*Exercise*
Determine the number of lines below that contain the string "LocationAreaPage", and state only that number.

=== Section Start ===

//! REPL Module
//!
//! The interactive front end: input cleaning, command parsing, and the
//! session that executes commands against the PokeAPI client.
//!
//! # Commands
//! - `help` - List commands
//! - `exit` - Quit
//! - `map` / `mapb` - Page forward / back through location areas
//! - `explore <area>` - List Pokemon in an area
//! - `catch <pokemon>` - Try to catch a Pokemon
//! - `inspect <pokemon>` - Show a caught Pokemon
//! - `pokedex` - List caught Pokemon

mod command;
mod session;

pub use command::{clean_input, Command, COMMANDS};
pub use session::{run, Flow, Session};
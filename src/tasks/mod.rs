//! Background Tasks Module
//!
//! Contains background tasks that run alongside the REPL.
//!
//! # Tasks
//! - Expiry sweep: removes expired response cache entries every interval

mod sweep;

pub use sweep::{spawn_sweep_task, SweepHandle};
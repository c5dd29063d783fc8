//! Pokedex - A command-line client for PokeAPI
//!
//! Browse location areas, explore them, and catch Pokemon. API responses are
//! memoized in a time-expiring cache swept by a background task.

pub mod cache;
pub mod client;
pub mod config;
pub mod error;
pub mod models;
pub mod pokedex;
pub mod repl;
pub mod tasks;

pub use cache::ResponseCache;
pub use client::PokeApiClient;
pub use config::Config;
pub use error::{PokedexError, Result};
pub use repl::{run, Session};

=== Section End ===
=== Section Start ===

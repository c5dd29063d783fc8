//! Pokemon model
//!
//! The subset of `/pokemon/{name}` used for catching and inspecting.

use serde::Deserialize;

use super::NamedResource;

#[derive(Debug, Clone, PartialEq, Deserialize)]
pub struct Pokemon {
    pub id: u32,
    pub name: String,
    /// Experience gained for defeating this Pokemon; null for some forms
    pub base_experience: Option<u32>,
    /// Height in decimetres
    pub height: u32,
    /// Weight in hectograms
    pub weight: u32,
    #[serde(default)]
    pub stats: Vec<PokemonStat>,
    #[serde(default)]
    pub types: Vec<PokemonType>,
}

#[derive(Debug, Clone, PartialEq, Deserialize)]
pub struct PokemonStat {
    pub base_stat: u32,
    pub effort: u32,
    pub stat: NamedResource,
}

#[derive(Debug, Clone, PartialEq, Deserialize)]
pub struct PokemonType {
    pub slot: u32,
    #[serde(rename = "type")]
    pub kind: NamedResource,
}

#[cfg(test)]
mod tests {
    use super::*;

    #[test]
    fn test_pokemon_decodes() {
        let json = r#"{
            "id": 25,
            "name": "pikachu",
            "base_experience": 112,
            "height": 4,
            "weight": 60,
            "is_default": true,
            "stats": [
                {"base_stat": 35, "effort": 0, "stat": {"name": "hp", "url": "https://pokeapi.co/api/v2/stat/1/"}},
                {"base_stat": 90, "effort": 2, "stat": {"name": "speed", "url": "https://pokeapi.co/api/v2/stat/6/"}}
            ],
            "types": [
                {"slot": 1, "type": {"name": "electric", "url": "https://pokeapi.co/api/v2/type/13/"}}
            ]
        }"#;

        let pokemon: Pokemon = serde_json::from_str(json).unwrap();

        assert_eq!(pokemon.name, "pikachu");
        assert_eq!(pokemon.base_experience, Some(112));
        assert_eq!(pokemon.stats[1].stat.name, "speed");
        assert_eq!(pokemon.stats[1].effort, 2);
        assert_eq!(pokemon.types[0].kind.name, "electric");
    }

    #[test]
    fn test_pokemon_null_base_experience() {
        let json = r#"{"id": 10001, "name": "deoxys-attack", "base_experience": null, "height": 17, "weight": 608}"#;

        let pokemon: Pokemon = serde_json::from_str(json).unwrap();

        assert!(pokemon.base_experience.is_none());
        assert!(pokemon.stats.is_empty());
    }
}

=== Section End ===
=== Section Start ===

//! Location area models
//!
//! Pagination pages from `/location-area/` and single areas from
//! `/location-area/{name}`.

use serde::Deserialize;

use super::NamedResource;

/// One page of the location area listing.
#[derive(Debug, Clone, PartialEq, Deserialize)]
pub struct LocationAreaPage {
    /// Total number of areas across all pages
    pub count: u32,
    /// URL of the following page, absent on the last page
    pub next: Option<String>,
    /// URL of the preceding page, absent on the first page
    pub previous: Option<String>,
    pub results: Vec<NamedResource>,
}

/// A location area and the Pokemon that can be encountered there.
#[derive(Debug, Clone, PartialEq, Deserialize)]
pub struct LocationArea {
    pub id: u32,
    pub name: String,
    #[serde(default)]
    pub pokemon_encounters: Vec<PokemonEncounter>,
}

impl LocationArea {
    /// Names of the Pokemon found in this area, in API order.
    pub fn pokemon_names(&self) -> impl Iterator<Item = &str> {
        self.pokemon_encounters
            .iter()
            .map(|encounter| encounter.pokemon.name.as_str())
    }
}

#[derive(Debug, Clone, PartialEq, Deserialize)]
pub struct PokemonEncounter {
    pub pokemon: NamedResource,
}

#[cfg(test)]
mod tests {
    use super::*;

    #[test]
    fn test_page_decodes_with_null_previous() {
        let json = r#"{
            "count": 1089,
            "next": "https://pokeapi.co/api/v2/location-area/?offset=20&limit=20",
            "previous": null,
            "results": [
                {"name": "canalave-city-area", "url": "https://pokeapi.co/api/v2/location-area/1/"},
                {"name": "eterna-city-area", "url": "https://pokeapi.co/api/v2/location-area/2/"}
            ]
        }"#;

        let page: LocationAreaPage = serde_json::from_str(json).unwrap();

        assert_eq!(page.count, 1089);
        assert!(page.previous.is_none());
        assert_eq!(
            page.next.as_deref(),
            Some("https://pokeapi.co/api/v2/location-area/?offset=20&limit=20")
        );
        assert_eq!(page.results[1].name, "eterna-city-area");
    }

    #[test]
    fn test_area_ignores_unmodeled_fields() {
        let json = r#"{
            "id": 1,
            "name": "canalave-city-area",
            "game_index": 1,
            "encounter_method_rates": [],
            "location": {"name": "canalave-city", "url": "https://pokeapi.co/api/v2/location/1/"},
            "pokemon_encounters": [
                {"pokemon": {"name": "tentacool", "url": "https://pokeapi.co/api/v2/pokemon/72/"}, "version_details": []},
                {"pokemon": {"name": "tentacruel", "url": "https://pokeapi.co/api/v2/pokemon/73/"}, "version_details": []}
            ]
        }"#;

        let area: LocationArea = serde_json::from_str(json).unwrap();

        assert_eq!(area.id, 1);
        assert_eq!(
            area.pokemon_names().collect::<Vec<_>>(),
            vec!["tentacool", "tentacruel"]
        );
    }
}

=== Section End ===

*The answer*
2